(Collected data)
· · · · · · ·

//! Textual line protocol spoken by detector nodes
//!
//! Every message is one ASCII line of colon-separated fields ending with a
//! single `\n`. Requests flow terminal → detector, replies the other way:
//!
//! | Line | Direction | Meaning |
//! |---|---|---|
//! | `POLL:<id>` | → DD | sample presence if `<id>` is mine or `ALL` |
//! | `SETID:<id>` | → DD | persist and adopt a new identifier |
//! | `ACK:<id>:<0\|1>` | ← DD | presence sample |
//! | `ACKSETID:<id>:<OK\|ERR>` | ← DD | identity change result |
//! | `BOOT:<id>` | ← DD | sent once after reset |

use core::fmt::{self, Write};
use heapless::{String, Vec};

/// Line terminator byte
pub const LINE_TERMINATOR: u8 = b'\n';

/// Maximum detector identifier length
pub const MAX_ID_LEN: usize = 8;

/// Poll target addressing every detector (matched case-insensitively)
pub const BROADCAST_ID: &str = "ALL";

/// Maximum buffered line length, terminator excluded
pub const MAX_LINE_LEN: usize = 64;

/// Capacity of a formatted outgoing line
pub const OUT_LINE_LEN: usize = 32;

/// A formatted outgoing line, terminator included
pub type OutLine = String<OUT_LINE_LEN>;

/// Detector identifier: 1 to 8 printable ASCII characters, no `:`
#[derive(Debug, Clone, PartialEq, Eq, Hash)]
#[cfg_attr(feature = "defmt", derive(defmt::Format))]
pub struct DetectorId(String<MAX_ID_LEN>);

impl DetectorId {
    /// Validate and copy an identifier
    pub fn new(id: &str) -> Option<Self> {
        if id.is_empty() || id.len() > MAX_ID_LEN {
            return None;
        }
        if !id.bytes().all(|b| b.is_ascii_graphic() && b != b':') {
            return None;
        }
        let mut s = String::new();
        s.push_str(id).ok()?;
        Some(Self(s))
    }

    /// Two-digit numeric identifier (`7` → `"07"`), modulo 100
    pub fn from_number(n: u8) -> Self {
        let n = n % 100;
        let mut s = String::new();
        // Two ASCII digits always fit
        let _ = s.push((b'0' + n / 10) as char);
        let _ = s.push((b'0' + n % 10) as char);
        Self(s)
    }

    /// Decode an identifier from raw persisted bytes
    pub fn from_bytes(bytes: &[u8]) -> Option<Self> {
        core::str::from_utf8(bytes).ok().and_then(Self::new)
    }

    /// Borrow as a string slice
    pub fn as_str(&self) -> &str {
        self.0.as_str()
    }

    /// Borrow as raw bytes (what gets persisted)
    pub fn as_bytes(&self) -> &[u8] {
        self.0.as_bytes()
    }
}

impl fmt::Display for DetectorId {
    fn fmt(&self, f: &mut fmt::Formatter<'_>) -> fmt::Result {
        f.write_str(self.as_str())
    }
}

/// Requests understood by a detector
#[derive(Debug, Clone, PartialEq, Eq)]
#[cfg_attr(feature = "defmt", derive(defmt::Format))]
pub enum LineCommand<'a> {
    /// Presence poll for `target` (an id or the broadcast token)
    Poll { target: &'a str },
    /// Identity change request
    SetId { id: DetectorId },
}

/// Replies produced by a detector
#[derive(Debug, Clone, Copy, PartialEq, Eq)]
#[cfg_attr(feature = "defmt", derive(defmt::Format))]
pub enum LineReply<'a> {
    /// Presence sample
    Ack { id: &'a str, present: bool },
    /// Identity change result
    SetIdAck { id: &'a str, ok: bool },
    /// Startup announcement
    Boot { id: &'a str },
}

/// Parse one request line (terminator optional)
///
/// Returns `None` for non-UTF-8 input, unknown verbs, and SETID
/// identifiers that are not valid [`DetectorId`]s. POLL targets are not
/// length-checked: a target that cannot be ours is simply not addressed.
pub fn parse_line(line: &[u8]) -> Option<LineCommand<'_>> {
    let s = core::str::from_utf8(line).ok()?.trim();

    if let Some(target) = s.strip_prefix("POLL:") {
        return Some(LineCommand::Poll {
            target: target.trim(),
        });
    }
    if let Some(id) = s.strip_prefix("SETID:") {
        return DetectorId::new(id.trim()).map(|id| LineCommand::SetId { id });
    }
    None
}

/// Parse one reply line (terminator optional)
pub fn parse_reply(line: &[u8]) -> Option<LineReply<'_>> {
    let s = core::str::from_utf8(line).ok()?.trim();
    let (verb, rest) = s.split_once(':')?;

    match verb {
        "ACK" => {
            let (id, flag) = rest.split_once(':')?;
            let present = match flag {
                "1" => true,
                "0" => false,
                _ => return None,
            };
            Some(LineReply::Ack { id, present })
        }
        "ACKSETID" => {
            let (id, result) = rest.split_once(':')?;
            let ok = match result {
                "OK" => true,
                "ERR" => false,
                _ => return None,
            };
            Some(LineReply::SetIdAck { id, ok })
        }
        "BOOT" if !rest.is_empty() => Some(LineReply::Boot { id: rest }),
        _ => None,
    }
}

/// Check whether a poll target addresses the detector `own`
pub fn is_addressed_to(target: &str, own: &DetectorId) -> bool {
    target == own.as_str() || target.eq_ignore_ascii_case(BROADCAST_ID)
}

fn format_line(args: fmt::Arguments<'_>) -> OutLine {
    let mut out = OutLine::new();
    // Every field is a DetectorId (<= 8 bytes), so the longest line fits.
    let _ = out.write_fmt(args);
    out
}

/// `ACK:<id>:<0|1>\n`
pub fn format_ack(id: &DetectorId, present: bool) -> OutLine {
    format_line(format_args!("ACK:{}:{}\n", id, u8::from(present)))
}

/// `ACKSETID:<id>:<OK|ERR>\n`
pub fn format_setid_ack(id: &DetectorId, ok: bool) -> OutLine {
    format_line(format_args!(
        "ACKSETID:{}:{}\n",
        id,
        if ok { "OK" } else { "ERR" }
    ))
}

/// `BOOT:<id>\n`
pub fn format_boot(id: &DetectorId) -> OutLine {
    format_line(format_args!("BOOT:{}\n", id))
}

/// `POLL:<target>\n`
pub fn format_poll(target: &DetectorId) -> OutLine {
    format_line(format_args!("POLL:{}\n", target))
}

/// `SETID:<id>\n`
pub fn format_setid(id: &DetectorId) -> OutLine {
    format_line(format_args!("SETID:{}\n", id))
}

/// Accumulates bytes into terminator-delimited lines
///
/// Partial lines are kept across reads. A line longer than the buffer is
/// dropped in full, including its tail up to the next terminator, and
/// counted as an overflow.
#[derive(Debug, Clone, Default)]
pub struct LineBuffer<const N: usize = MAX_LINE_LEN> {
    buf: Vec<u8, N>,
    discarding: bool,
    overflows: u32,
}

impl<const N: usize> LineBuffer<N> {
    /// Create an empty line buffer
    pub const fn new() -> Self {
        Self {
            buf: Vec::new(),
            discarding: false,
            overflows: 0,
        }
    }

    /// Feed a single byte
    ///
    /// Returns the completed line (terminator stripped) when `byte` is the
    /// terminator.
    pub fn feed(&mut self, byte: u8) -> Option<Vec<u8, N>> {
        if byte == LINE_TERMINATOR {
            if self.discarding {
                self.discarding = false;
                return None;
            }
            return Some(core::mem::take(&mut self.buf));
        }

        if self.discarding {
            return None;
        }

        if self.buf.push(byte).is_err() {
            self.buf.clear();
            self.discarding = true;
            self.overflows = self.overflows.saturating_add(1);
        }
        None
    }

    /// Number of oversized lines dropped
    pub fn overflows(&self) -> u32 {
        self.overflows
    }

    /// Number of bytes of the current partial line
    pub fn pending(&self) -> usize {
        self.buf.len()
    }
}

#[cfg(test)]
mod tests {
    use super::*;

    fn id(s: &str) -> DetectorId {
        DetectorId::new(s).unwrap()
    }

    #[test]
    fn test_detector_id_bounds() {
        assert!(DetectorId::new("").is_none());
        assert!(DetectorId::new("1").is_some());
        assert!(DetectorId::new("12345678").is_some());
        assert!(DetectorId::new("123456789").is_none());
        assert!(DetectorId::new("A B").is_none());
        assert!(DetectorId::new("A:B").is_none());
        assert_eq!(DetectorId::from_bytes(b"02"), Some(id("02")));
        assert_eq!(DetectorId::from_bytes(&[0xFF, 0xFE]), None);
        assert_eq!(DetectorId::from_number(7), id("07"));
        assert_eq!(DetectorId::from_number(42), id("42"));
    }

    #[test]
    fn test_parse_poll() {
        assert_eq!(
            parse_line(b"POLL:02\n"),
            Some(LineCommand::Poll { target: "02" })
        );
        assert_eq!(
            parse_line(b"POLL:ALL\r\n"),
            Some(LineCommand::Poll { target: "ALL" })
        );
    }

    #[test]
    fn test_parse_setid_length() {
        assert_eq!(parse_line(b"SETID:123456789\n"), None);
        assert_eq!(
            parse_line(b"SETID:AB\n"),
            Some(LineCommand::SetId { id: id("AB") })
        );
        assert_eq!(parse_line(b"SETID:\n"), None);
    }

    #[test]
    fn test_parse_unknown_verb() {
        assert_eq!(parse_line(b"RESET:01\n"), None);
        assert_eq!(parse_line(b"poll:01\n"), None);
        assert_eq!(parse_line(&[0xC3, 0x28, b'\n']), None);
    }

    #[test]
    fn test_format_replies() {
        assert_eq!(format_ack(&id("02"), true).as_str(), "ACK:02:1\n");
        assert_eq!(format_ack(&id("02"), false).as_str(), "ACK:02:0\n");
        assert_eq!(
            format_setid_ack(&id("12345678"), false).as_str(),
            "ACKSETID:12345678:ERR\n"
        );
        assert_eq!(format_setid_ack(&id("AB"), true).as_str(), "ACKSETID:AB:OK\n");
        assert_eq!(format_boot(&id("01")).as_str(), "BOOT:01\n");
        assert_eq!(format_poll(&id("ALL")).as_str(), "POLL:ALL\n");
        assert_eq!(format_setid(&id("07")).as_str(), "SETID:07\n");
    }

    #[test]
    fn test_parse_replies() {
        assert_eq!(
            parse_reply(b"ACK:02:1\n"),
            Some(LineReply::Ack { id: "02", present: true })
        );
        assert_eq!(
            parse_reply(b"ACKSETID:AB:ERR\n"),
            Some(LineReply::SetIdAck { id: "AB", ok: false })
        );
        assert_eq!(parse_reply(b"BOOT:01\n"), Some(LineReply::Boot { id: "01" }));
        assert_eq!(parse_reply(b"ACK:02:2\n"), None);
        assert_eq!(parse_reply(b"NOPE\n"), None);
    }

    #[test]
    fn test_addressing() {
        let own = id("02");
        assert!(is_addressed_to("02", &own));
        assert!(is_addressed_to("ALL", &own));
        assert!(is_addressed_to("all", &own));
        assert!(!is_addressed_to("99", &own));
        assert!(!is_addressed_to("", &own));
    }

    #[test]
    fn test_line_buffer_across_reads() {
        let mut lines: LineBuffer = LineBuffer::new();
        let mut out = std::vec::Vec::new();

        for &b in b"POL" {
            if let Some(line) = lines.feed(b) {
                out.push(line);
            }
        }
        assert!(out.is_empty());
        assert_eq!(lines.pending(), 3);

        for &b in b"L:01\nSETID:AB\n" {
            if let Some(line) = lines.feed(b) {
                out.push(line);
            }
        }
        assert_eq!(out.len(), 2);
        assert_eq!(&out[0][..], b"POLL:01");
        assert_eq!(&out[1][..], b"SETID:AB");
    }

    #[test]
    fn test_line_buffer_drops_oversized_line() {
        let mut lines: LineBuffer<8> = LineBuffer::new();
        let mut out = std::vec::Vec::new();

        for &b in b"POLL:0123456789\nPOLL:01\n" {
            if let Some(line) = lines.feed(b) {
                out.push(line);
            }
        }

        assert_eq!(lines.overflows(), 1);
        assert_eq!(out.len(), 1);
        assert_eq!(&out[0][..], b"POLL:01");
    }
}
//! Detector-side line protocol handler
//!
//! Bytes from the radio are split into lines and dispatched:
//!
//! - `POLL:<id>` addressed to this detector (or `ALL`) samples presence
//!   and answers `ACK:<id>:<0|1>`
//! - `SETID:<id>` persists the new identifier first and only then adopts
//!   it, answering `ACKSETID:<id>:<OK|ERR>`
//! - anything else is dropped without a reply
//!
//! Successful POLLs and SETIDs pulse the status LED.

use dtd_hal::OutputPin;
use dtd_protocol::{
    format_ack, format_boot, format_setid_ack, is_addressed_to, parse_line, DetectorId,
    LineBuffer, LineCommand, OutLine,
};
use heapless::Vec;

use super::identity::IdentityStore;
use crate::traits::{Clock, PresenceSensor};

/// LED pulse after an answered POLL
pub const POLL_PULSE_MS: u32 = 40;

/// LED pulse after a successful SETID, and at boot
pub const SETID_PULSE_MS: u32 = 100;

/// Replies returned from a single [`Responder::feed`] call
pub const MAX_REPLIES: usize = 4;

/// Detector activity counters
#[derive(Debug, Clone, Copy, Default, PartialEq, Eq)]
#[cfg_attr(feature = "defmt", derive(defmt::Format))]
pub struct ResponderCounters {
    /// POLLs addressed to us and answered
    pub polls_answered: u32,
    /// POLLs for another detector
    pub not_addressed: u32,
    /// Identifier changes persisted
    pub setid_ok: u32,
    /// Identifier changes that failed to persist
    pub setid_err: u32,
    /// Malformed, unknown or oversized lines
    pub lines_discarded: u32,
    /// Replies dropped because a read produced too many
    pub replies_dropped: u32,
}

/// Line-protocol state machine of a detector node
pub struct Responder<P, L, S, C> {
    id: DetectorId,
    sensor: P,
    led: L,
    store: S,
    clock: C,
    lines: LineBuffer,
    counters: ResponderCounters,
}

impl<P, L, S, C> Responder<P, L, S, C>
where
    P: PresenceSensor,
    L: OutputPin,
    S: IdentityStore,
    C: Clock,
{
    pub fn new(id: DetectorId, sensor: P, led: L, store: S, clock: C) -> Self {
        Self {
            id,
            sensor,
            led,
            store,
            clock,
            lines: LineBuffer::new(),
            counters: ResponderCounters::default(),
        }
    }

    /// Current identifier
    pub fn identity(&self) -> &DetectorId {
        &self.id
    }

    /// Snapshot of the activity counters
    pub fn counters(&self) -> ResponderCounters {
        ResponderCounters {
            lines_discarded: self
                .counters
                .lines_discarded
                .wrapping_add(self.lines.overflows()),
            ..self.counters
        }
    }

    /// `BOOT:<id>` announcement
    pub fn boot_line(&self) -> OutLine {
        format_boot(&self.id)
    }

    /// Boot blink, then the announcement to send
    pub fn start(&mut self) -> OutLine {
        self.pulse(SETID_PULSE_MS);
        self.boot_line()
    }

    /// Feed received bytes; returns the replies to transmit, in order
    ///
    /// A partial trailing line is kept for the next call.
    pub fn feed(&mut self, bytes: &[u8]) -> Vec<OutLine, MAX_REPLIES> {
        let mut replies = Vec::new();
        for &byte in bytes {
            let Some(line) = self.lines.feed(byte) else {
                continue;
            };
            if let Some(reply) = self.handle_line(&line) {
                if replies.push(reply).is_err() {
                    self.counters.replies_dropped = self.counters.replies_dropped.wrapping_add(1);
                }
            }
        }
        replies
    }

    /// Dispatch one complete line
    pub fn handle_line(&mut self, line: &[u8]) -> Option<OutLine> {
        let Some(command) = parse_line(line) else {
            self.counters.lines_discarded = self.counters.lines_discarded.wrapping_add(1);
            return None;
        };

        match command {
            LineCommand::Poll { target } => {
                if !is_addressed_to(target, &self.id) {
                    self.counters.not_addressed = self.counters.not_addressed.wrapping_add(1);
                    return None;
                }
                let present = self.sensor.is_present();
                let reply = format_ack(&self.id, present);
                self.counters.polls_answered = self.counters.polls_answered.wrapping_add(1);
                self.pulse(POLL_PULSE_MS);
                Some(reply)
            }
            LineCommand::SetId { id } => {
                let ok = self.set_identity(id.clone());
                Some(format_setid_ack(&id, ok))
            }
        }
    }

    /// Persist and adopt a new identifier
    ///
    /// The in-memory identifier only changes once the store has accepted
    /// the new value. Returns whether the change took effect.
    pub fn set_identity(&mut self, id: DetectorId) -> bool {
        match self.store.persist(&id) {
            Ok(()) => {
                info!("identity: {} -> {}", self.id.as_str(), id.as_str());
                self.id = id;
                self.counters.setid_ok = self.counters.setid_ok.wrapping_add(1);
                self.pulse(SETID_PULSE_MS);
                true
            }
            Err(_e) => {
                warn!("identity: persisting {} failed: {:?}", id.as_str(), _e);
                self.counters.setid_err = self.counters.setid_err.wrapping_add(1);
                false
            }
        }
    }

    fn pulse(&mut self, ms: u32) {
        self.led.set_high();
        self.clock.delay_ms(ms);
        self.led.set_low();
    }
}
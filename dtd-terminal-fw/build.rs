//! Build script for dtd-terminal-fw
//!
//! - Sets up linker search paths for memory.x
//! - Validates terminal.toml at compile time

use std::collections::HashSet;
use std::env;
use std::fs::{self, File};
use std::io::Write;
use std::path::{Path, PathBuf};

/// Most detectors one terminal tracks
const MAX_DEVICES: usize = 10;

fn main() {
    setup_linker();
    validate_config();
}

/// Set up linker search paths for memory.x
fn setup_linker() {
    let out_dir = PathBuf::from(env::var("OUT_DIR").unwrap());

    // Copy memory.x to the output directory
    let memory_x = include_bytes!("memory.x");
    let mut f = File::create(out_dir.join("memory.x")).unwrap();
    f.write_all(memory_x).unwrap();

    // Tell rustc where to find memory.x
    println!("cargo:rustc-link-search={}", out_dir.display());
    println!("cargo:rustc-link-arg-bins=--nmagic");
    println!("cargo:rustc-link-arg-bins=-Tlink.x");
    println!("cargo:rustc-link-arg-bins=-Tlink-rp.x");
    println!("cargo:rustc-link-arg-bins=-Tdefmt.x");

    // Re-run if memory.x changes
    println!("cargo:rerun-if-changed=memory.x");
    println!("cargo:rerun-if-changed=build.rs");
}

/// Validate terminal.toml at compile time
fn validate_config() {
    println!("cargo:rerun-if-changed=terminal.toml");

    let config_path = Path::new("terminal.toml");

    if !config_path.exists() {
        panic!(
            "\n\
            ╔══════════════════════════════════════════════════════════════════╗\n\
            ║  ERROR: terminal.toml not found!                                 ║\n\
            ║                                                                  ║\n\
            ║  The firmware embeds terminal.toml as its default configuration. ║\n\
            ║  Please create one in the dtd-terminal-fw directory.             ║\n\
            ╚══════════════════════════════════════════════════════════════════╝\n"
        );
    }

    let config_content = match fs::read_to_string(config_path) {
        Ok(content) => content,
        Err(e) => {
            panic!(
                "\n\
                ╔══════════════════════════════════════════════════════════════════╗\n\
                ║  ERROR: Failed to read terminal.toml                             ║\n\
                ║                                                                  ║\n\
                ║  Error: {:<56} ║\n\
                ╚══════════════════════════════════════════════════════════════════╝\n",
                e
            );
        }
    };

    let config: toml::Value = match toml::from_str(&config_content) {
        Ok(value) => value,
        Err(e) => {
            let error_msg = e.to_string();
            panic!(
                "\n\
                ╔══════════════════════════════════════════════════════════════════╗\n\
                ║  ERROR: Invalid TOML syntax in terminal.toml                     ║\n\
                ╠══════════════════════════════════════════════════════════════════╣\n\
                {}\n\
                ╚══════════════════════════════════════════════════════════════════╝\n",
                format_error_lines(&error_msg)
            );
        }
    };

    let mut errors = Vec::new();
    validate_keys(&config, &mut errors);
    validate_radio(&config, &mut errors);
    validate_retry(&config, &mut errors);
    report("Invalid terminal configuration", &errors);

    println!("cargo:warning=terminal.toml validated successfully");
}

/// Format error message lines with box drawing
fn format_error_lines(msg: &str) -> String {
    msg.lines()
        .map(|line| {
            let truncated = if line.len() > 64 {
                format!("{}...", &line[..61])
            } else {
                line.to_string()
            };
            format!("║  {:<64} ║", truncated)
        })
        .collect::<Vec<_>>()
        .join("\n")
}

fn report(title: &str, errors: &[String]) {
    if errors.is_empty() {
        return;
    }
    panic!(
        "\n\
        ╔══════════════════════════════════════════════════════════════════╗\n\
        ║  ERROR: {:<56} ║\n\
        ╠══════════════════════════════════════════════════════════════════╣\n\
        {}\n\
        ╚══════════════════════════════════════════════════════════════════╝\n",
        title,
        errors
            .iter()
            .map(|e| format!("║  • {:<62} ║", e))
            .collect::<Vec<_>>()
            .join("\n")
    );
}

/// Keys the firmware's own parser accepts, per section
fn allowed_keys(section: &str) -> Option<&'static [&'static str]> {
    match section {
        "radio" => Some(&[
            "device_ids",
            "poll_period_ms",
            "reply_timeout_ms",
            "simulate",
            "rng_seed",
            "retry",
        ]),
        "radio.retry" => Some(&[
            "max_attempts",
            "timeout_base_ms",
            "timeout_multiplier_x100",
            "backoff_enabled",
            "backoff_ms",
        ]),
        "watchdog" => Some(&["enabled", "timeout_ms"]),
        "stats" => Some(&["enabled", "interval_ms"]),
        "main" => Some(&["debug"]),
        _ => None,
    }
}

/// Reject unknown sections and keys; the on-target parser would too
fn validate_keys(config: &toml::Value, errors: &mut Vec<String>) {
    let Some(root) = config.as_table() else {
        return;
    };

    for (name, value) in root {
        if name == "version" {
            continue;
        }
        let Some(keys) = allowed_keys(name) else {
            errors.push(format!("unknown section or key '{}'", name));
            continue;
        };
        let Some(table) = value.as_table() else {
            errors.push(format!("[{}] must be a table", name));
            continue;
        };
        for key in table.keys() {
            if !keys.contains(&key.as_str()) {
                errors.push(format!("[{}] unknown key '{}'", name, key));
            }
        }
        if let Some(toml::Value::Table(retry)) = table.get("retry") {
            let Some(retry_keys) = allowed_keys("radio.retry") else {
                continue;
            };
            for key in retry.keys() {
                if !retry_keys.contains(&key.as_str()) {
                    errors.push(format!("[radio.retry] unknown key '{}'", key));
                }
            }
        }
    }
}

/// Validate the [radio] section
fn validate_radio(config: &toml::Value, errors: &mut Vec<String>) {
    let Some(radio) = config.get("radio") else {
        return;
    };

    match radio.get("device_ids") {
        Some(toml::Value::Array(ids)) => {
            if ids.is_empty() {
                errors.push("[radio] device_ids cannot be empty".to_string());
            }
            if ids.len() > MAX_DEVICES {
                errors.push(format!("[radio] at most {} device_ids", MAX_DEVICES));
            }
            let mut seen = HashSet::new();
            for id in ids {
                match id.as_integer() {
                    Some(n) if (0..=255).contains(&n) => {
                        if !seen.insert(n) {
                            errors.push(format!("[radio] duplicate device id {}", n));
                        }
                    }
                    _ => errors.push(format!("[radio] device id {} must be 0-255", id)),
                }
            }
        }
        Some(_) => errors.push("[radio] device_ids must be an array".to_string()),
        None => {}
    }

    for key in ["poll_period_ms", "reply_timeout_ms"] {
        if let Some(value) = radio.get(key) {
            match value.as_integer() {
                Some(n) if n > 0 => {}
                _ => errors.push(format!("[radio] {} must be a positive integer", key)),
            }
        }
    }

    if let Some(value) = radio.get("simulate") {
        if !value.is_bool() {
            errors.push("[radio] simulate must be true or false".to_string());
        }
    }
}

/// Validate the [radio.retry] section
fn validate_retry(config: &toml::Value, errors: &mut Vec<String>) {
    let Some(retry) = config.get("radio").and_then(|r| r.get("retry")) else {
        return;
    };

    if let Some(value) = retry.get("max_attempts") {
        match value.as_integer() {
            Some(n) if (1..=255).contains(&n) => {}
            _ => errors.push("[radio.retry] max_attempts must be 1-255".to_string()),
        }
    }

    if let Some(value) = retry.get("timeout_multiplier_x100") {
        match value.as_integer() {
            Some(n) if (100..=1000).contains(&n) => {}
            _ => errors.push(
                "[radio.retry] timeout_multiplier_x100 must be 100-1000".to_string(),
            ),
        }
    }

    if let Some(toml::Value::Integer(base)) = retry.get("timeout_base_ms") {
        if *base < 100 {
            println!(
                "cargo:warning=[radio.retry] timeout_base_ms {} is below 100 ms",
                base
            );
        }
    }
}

· · · · · · ·

Which lines above carry the string "rest"? Copy those lines.

▶ Completed exercise
    let (verb, rest) = s.split_once(':')?;
            let (id, flag) = rest.split_once(':')?;
            let (id, result) = rest.split_once(':')?;
        "BOOT" if !rest.is_empty() => Some(LineReply::Boot { id: rest }),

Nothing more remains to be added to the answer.